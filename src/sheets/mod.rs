pub mod auth;
pub mod google;

use async_trait::async_trait;
use tracing::{info, warn};

use crate::error::SinkError;
use crate::models::{ListingRow, SheetTarget, SpreadsheetRef};

pub use google::GoogleSheets;

/// The spreadsheet operations publishing needs.
#[async_trait]
pub trait SheetsApi: Send + Sync {
    async fn resolve_spreadsheet(&self, spreadsheet: &SpreadsheetRef) -> Result<String, SinkError>;
    async fn tab_titles(&self, spreadsheet_id: &str) -> Result<Vec<String>, SinkError>;
    async fn clear_tab(&self, spreadsheet_id: &str, tab: &str) -> Result<(), SinkError>;
    /// Writes `values` starting at the tab's top-left cell.
    async fn write_rows(
        &self,
        spreadsheet_id: &str,
        tab: &str,
        values: &[Vec<String>],
    ) -> Result<(), SinkError>;
}

#[async_trait]
pub trait Sink: Send + Sync {
    /// Replaces the tab's content with `header` followed by `rows` and
    /// returns the number of data rows written.
    async fn publish(
        &self,
        header: &[String],
        rows: &[ListingRow],
        target: &SheetTarget,
    ) -> Result<usize, SinkError>;
}

/// Full-overwrite publishing on top of any [`SheetsApi`].
///
/// The clear and the write are separate calls. If the process dies between
/// them the tab stays empty until the next successful run.
pub struct SheetSink<A> {
    api: A,
}

impl<A: SheetsApi> SheetSink<A> {
    pub fn new(api: A) -> Self {
        Self { api }
    }

    #[cfg(test)]
    pub(crate) fn api(&self) -> &A {
        &self.api
    }
}

#[async_trait]
impl<A: SheetsApi> Sink for SheetSink<A> {
    async fn publish(
        &self,
        header: &[String],
        rows: &[ListingRow],
        target: &SheetTarget,
    ) -> Result<usize, SinkError> {
        if let SpreadsheetRef::Name(name) = &target.spreadsheet {
            warn!(name = %name, "Spreadsheet addressed by name, which breaks on rename");
        }
        let spreadsheet_id = self.api.resolve_spreadsheet(&target.spreadsheet).await?;

        let tabs = self.api.tab_titles(&spreadsheet_id).await?;
        if !tabs.iter().any(|t| t == &target.tab) {
            return Err(SinkError::TabNotFound {
                spreadsheet: target.spreadsheet.to_string(),
                tab: target.tab.clone(),
            });
        }

        let values: Vec<Vec<String>> = std::iter::once(header.to_vec())
            .chain(rows.iter().map(|row| row.fields().to_vec()))
            .collect();

        info!("Writing {} listings to {} tab...", rows.len(), target.tab);
        self.api.clear_tab(&spreadsheet_id, &target.tab).await?;
        self.api
            .write_rows(&spreadsheet_id, &target.tab, &values)
            .await?;

        Ok(rows.len())
    }
}

#[cfg(test)]
pub(crate) mod memory {
    use super::*;
    use std::collections::HashMap;
    use std::sync::Mutex;

    /// In-process stand-in for a spreadsheet service. Writes overwrite cells
    /// from the top-left and leave any rows below untouched, like the real API.
    #[derive(Default)]
    pub(crate) struct MemorySheets {
        names: HashMap<String, String>,
        tabs: Mutex<HashMap<(String, String), Vec<Vec<String>>>>,
        calls: Mutex<Vec<String>>,
    }

    impl MemorySheets {
        pub(crate) fn new() -> Self {
            Self::default()
        }

        pub(crate) fn with_tab(self, spreadsheet_id: &str, tab: &str, content: Vec<Vec<String>>) -> Self {
            self.tabs
                .lock()
                .unwrap()
                .insert((spreadsheet_id.to_string(), tab.to_string()), content);
            self
        }

        pub(crate) fn with_name(mut self, name: &str, spreadsheet_id: &str) -> Self {
            self.names.insert(name.to_string(), spreadsheet_id.to_string());
            self
        }

        pub(crate) fn content(&self, spreadsheet_id: &str, tab: &str) -> Vec<Vec<String>> {
            self.tabs
                .lock()
                .unwrap()
                .get(&(spreadsheet_id.to_string(), tab.to_string()))
                .cloned()
                .unwrap_or_default()
        }

        pub(crate) fn calls(&self) -> Vec<String> {
            self.calls.lock().unwrap().clone()
        }

        fn record(&self, call: String) {
            self.calls.lock().unwrap().push(call);
        }
    }

    #[async_trait]
    impl SheetsApi for MemorySheets {
        async fn resolve_spreadsheet(&self, spreadsheet: &SpreadsheetRef) -> Result<String, SinkError> {
            match spreadsheet {
                SpreadsheetRef::Id(id) => Ok(id.clone()),
                SpreadsheetRef::Name(name) => self
                    .names
                    .get(name)
                    .cloned()
                    .ok_or_else(|| SinkError::SpreadsheetNotFound(spreadsheet.to_string())),
            }
        }

        async fn tab_titles(&self, spreadsheet_id: &str) -> Result<Vec<String>, SinkError> {
            let tabs = self.tabs.lock().unwrap();
            let titles: Vec<String> = tabs
                .keys()
                .filter(|(id, _)| id == spreadsheet_id)
                .map(|(_, tab)| tab.clone())
                .collect();
            if titles.is_empty() {
                return Err(SinkError::SpreadsheetNotFound(spreadsheet_id.to_string()));
            }
            Ok(titles)
        }

        async fn clear_tab(&self, spreadsheet_id: &str, tab: &str) -> Result<(), SinkError> {
            self.record(format!("clear {}", tab));
            self.tabs
                .lock()
                .unwrap()
                .insert((spreadsheet_id.to_string(), tab.to_string()), Vec::new());
            Ok(())
        }

        async fn write_rows(
            &self,
            spreadsheet_id: &str,
            tab: &str,
            values: &[Vec<String>],
        ) -> Result<(), SinkError> {
            self.record(format!("write {} {}", tab, values.len()));
            let mut tabs = self.tabs.lock().unwrap();
            let grid = tabs
                .entry((spreadsheet_id.to_string(), tab.to_string()))
                .or_default();
            for (i, row) in values.iter().enumerate() {
                if i < grid.len() {
                    grid[i] = row.clone();
                } else {
                    grid.push(row.clone());
                }
            }
            Ok(())
        }
    }
}

#[cfg(test)]
mod tests {
    use super::memory::MemorySheets;
    use super::*;
    use pretty_assertions::assert_eq;

    fn strings(items: &[&str]) -> Vec<String> {
        items.iter().map(|s| s.to_string()).collect()
    }

    fn header() -> Vec<String> {
        strings(&["Title", "Link", "Description", "Published"])
    }

    fn rows() -> Vec<ListingRow> {
        vec![
            ListingRow(strings(&["Bakery", "https://x/1", "Bread", "Mon"])),
            ListingRow(strings(&["Car Wash", "https://x/2", "", ""])),
        ]
    }

    fn target() -> SheetTarget {
        SheetTarget::new(SpreadsheetRef::Id("sheet-1".to_string()), "BizBuySell")
    }

    #[tokio::test]
    async fn publish_writes_header_then_rows() {
        let sink = SheetSink::new(MemorySheets::new().with_tab("sheet-1", "BizBuySell", vec![]));

        let written = sink.publish(&header(), &rows(), &target()).await.unwrap();

        assert_eq!(written, 2);
        assert_eq!(
            sink.api.content("sheet-1", "BizBuySell"),
            vec![
                header(),
                strings(&["Bakery", "https://x/1", "Bread", "Mon"]),
                strings(&["Car Wash", "https://x/2", "", ""]),
            ]
        );
        assert_eq!(sink.api.calls(), vec!["clear BizBuySell", "write BizBuySell 3"]);
    }

    #[tokio::test]
    async fn publish_replaces_longer_previous_content() {
        let stale: Vec<Vec<String>> = (0..10).map(|i| strings(&[format!("old {}", i).as_str()])).collect();
        let sink = SheetSink::new(MemorySheets::new().with_tab("sheet-1", "BizBuySell", stale));

        sink.publish(&header(), &rows(), &target()).await.unwrap();

        assert_eq!(sink.api.content("sheet-1", "BizBuySell").len(), 3);
    }

    #[tokio::test]
    async fn publishing_twice_matches_publishing_once() {
        let once = SheetSink::new(MemorySheets::new().with_tab("sheet-1", "BizBuySell", vec![]));
        once.publish(&header(), &rows(), &target()).await.unwrap();

        let twice = SheetSink::new(MemorySheets::new().with_tab("sheet-1", "BizBuySell", vec![]));
        twice.publish(&header(), &rows(), &target()).await.unwrap();
        twice.publish(&header(), &rows(), &target()).await.unwrap();

        assert_eq!(
            once.api.content("sheet-1", "BizBuySell"),
            twice.api.content("sheet-1", "BizBuySell")
        );
    }

    #[tokio::test]
    async fn missing_tab_is_fatal_and_nothing_is_cleared() {
        let sink = SheetSink::new(MemorySheets::new().with_tab("sheet-1", "Other", vec![strings(&["keep"])]));

        let err = sink.publish(&header(), &rows(), &target()).await.unwrap_err();

        assert!(matches!(err, SinkError::TabNotFound { ref tab, .. } if tab == "BizBuySell"));
        assert!(sink.api.calls().is_empty());
        assert_eq!(sink.api.content("sheet-1", "Other"), vec![strings(&["keep"])]);
    }

    #[tokio::test]
    async fn unknown_spreadsheet_is_not_found() {
        let sink = SheetSink::new(MemorySheets::new());
        let err = sink.publish(&header(), &rows(), &target()).await.unwrap_err();
        assert!(matches!(err, SinkError::SpreadsheetNotFound(_)));
    }

    #[tokio::test]
    async fn name_reference_resolves_to_id() {
        let sink = SheetSink::new(
            MemorySheets::new()
                .with_name("BizBuySell Listings", "sheet-1")
                .with_tab("sheet-1", "BizBuySell", vec![]),
        );
        let target = SheetTarget::new(
            SpreadsheetRef::Name("BizBuySell Listings".to_string()),
            "BizBuySell",
        );

        sink.publish(&header(), &[], &target).await.unwrap();

        assert_eq!(sink.api.content("sheet-1", "BizBuySell"), vec![header()]);
    }
}
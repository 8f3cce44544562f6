use feed_rs::model::Entry;
use feed_rs::parser::{self, ParseFeedError};
use quick_xml::events::Event;
use quick_xml::Reader;

use crate::models::ListingRow;

/// The entry fields the listing rows are built from, independent of the
/// feed parser.
#[derive(Debug, Clone, Default, PartialEq, Eq)]
pub struct FeedEntry {
    pub title: Option<String>,
    pub link: Option<String>,
    /// RSS `<description>` / Atom `<summary>`.
    pub description: Option<String>,
    /// Full content body, used when there is no description.
    pub content: Option<String>,
    /// RFC 2822, the way RSS feeds carry `pubDate`. A date the parser
    /// cannot read is kept as written.
    pub published: Option<String>,
}

impl From<Entry> for FeedEntry {
    fn from(entry: Entry) -> Self {
        Self {
            title: entry.title.map(|t| t.content),
            link: entry.links.into_iter().next().map(|l| l.href),
            description: entry.summary.map(|t| t.content),
            content: entry.content.and_then(|c| c.body),
            published: entry.published.map(|d| d.to_rfc2822()),
        }
    }
}

pub fn parse_entries(body: &str) -> Result<Vec<FeedEntry>, ParseFeedError> {
    let feed = parser::parse(body.as_bytes())?;
    let raw_dates = raw_item_dates(body);

    Ok(feed
        .entries
        .into_iter()
        .enumerate()
        .map(|(index, entry)| {
            let mut entry = FeedEntry::from(entry);
            if entry.published.is_none() {
                entry.published = raw_dates.get(index).cloned().flatten();
            }
            entry
        })
        .collect())
}

/// `pubDate` text of every RSS `<item>` in document order, `None` for items
/// without one.
fn raw_item_dates(body: &str) -> Vec<Option<String>> {
    let mut reader = Reader::from_str(body);
    reader.trim_text(true);

    let mut dates: Vec<Option<String>> = Vec::new();
    let mut in_item = false;
    let mut in_date = false;

    loop {
        match reader.read_event() {
            Ok(Event::Start(e)) => match e.local_name().as_ref() {
                b"item" => {
                    in_item = true;
                    dates.push(None);
                }
                b"pubDate" if in_item => in_date = true,
                _ => {}
            },
            Ok(Event::Text(t)) if in_date => {
                if let (Some(slot), Ok(text)) = (dates.last_mut(), t.unescape()) {
                    *slot = Some(text.trim().to_string());
                }
            }
            Ok(Event::CData(c)) if in_date => {
                if let Some(slot) = dates.last_mut() {
                    *slot = Some(String::from_utf8_lossy(&c).trim().to_string());
                }
            }
            Ok(Event::End(e)) => match e.local_name().as_ref() {
                b"item" => {
                    in_item = false;
                    in_date = false;
                }
                b"pubDate" => in_date = false,
                _ => {}
            },
            Ok(Event::Eof) | Err(_) => break,
            _ => {}
        }
    }

    dates
}

/// Non-empty means: parses as a feed and has at least one entry.
pub fn has_entries(body: &str) -> bool {
    parse_entries(body)
        .map(|entries| !entries.is_empty())
        .unwrap_or(false)
}

/// One row per entry, in feed order. Absent fields become empty strings.
pub fn extract_feed(entries: &[FeedEntry]) -> Vec<ListingRow> {
    entries
        .iter()
        .map(|entry| {
            ListingRow::feed(
                entry.title.clone().unwrap_or_default(),
                entry.link.clone().unwrap_or_default(),
                entry
                    .description
                    .clone()
                    .or_else(|| entry.content.clone())
                    .unwrap_or_default(),
                entry.published.clone().unwrap_or_default(),
            )
        })
        .collect()
}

INSTRUCTIONS TO FOLLOW >> Please print exactly the lines from the one containing "let mut dates: Vec<Option<String>>" through the last line of the records, both included, and nothing else.

YOUR RESPONSE >>
    let mut dates: Vec<Option<String>> = Vec::new();
    let mut in_item = false;
    let mut in_date = false;

    loop {
        match reader.read_event() {
            Ok(Event::Start(e)) => match e.local_name().as_ref() {
                b"item" => {
                    in_item = true;
                    dates.push(None);
                }
                b"pubDate" if in_item => in_date = true,
                _ => {}
            },
            Ok(Event::Text(t)) if in_date => {
                if let (Some(slot), Ok(text)) = (dates.last_mut(), t.unescape()) {
                    *slot = Some(text.trim().to_string());
                }
            }
            Ok(Event::CData(c)) if in_date => {
                if let Some(slot) = dates.last_mut() {
                    *slot = Some(String::from_utf8_lossy(&c).trim().to_string());
                }
            }
            Ok(Event::End(e)) => match e.local_name().as_ref() {
                b"item" => {
                    in_item = false;
                    in_date = false;
                }
                b"pubDate" => in_date = false,
                _ => {}
            },
            Ok(Event::Eof) | Err(_) => break,
            _ => {}
        }
    }

    dates
}

/// Non-empty means: parses as a feed and has at least one entry.
pub fn has_entries(body: &str) -> bool {
    parse_entries(body)
        .map(|entries| !entries.is_empty())
        .unwrap_or(false)
}

/// One row per entry, in feed order. Absent fields become empty strings.
pub fn extract_feed(entries: &[FeedEntry]) -> Vec<ListingRow> {
    entries
        .iter()
        .map(|entry| {
            ListingRow::feed(
                entry.title.clone().unwrap_or_default(),
                entry.link.clone().unwrap_or_default(),
                entry
                    .description
                    .clone()
                    .or_else(|| entry.content.clone())
                    .unwrap_or_default(),
                entry.published.clone().unwrap_or_default(),
            )
        })
        .collect()
}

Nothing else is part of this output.